Sunday, February 21, 2016

Clarity of thinking, by Nigeria's Sanusi

1. Exchange-rate talk has moved from the province of traders and bankers to...well, everybody: hairdressers, taxi-drivers, and the denizens of Naija-Twitter.  This is how somebody put it:

Charts: "Official exchange rate" and "exchange rate", click for sources: ,
USD/NGN Fixed at ~198 since Q1 2015

but doesn't stop the real rate from marching along.  Will arbitrage happen?  Oh Yes.

2. Meanwhile, respected former head of Nigeria's Central Bank Lamido Sanusi has said [to the BBC that] the government should end its policy of trying to maintain the value of the currency, the Naira...the drawbacks of the policy far outweigh its dubious benefits.
How so? (Source)
  • “This argument (on devaluation) I think has first of all been framed wrong, it’s not an argument about do we devalue or do we not devalue. The Naira has already been devalued,” he said.
  • “What is the value of the Naira? It’s what you can get for it, what you can get for the dollar in a free market between a willing buyer and a willing seller – and it is not 197.
  • “All that is happening is that the government has chosen to sell its own dollars at a subsidised rate to the private sector. That’s what is happening. So, if you’re lucky, you’d get something worth N300 for N200 and you save N100,” Sanusi added.
  • He explained that, “for every $1 billion that the Central Bank sells, it has transloaded N100 billion to the private sector – that’s what is happening.
  • “So you got a huge arbitrage opportunity, which either way undermines the government’s anti-corruption stance.
  • “You also take so much money away from states and local governments, because this is money that from oil proceeds, from PPT, royalties, that should go to education and healthcare for the poor.
  • “While the president is looking at the pain inflicted on the poor, by high prices of import, he also needs to look at the pain inflicted on them by taking away revenue that could go into education and healthcare.”
( Hey, I'm no former Central Bank Governor, but #IStandWithLogic  )
I'd listen to Grisha (Perelman) if I were you

While commending the President for transparency, removal of subsidy and other structural reforms, Sanusi said the Federal Government needs clarity of thinking in the handling of the foreign exchange policy.

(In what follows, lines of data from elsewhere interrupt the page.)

//! Script threads
//!
//! Every thread shares one heap and one scope graph, so a [`Session`] wraps the
//! interpreter in a single lock. A thread holds the lock for the whole of its
//! evaluation; allocation, collection and compaction therefore never race with
//! another thread's mutation.
//!
//! [`Interpreter::spawn_thread`] parks the callee and its arguments in a rooted
//! table before the OS thread starts, so a collection that runs before the new
//! thread acquires the lock cannot reclaim them. Each thread evaluates its
//! callee inside a `Thread` scope whose outer scope is global; an exception that
//! escapes the callee is logged together with its trace.

use std::sync::{Arc, Weak};
use std::thread::JoinHandle;

use parking_lot::{Mutex, MutexGuard};
use rustc_hash::FxHashMap;
use tracing::{debug, error};

use crate::ast::SourceLocation;
use crate::environment::Scope;
use crate::interpreter::engine::Interpreter;
use crate::interpreter::errors::RuntimeError;
use crate::memory::value::{Reference, Value};

/// Identifies a spawned thread
pub type ThreadTicket = u64;

type Workers = Arc<Mutex<Vec<JoinHandle<()>>>>;

/// A callee waiting for its thread to acquire the session lock
#[derive(Debug, Clone)]
pub(crate) struct ThreadRequest {
    callee: Value,
    args: Vec<Value>,
}

#[derive(Debug, Clone)]
struct SessionLink {
    interp: Weak<Mutex<Interpreter>>,
    workers: Workers,
}

/// Pending thread requests plus the handle back to the owning session
#[derive(Debug, Default)]
pub(crate) struct ThreadTable {
    pending: FxHashMap<ThreadTicket, ThreadRequest>,
    next_ticket: ThreadTicket,
    link: Option<SessionLink>,
}

impl ThreadTable {
    /// Values the collector must treat as roots
    pub(crate) fn values(&self) -> impl Iterator<Item = &Value> + '_ {
        self.pending
            .values()
            .flat_map(|request| std::iter::once(&request.callee).chain(&request.args))
    }

    pub(crate) fn remap(&mut self, f: &impl Fn(Reference) -> Reference) {
        for request in self.pending.values_mut() {
            request.callee.map_reference(f);
            request.args.iter_mut().for_each(|arg| arg.map_reference(f));
        }
    }

    pub(crate) fn pending_count(&self) -> usize {
        self.pending.len()
    }
}

impl Interpreter {
    /// Start `callee(args)` on a new OS thread.
    ///
    /// Without a [`Session`] there is no lock to hand over, so the thread body
    /// runs to completion before this returns.
    pub fn spawn_thread(
        &mut self,
        callee: Value,
        args: Vec<Value>,
        daemon: bool,
    ) -> Result<ThreadTicket, RuntimeError> {
        let ticket = self.threads.next_ticket;
        self.threads.next_ticket += 1;
        self.threads
            .pending
            .insert(ticket, ThreadRequest { callee, args });

        let Some(link) = self.threads.link.clone() else {
            debug!(ticket, "no session, running thread inline");
            self.run_thread(ticket)?;
            return Ok(ticket);
        };

        let interp = link.interp;
        let handle = std::thread::Builder::new()
            .name(format!("kestrel-thread-{}", ticket))
            .spawn(move || {
                if let Some(interp) = interp.upgrade() {
                    let mut guard = interp.lock();
                    if let Err(err) = guard.run_thread(ticket) {
                        error!(ticket, %err, "thread terminated");
                    }
                }
            })
            .map_err(|err| {
                self.threads.pending.remove(&ticket);
                RuntimeError::ThreadSpawnFailed {
                    message: err.to_string(),
                }
            })?;

        debug!(ticket, daemon, "spawned thread");
        if !daemon {
            link.workers.lock().push(handle);
        }
        Ok(ticket)
    }

    /// Evaluate a parked thread request in a fresh `Thread` scope
    pub(crate) fn run_thread(&mut self, ticket: ThreadTicket) -> Result<Option<Value>, RuntimeError> {
        let Some(request) = self.threads.pending.remove(&ticket) else {
            return Ok(None);
        };

        let global = self.global();
        let thread_env = self.enter_scope(Scope::thread(), global);
        let result = self.call(
            request.callee,
            request.args,
            thread_env,
            SourceLocation::default(),
        );

        let outcome = match result {
            Ok(value) => match self.report_uncaught(thread_env) {
                Some(report) => {
                    error!(ticket, "{}", report);
                    None
                }
                None => Some(value),
            },
            Err(err) => {
                self.exit_scope(thread_env);
                return Err(err);
            }
        };
        self.exit_scope(thread_env);
        Ok(outcome)
    }
}

/// An interpreter shared between script threads
#[derive(Clone)]
pub struct Session {
    interp: Arc<Mutex<Interpreter>>,
    workers: Workers,
}

impl Session {
    pub fn new(interp: Interpreter) -> Self {
        let workers: Workers = Arc::default();
        let interp = Arc::new_cyclic(|weak| {
            let mut interp = interp;
            interp.threads.link = Some(SessionLink {
                interp: weak.clone(),
                workers: Arc::clone(&workers),
            });
            Mutex::new(interp)
        });
        Session { interp, workers }
    }

    /// Acquire the session lock
    pub fn lock(&self) -> MutexGuard<'_, Interpreter> {
        self.interp.lock()
    }

    /// Run `f` while holding the session lock
    pub fn with<T>(&self, f: impl FnOnce(&mut Interpreter) -> T) -> T {
        f(&mut self.interp.lock())
    }

    pub fn spawn(
        &self,
        callee: Value,
        args: Vec<Value>,
        daemon: bool,
    ) -> Result<ThreadTicket, RuntimeError> {
        self.lock().spawn_thread(callee, args, daemon)
    }

    /// Wait for every non-daemon thread, including ones spawned while waiting.
    ///
    /// Must not be called while holding the session lock.
    pub fn join(&self) {
        loop {
            let handles = std::mem::take(&mut *self.workers.lock());
            if handles.is_empty() {
                break;
            }
            for handle in handles {
                if handle.join().is_err() {
                    error!("script thread panicked");
                }
            }
        }
    }
}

“There has to be clarity of thinking. The government on the one hand says it wants to encourage domestic production, the Governor of the Central Bank says he wants to reduce import dependence, but one would think that the way to reduce import dependence is not to make imports cheaper.
“You subsidize exchange rate – you’re making imports cheap. So you’re actually pursuing a monetary policy that undermines structural objectives,” he said.

Also commending the Goodluck Jonathan administration, [Sanusi] said that the huge corruption that trailed that government was unprecedented, noting that systems have to be put in place to make it difficult for future leaders to steal:

“The thinking that has to be done is beyond looking for these people, beyond recovering the money, beyond prosecuting them. “What kind of institutional changes do we need to have in processes, in systems, that would make it impossible for the next president to do the kinds of things done in the past”, he said.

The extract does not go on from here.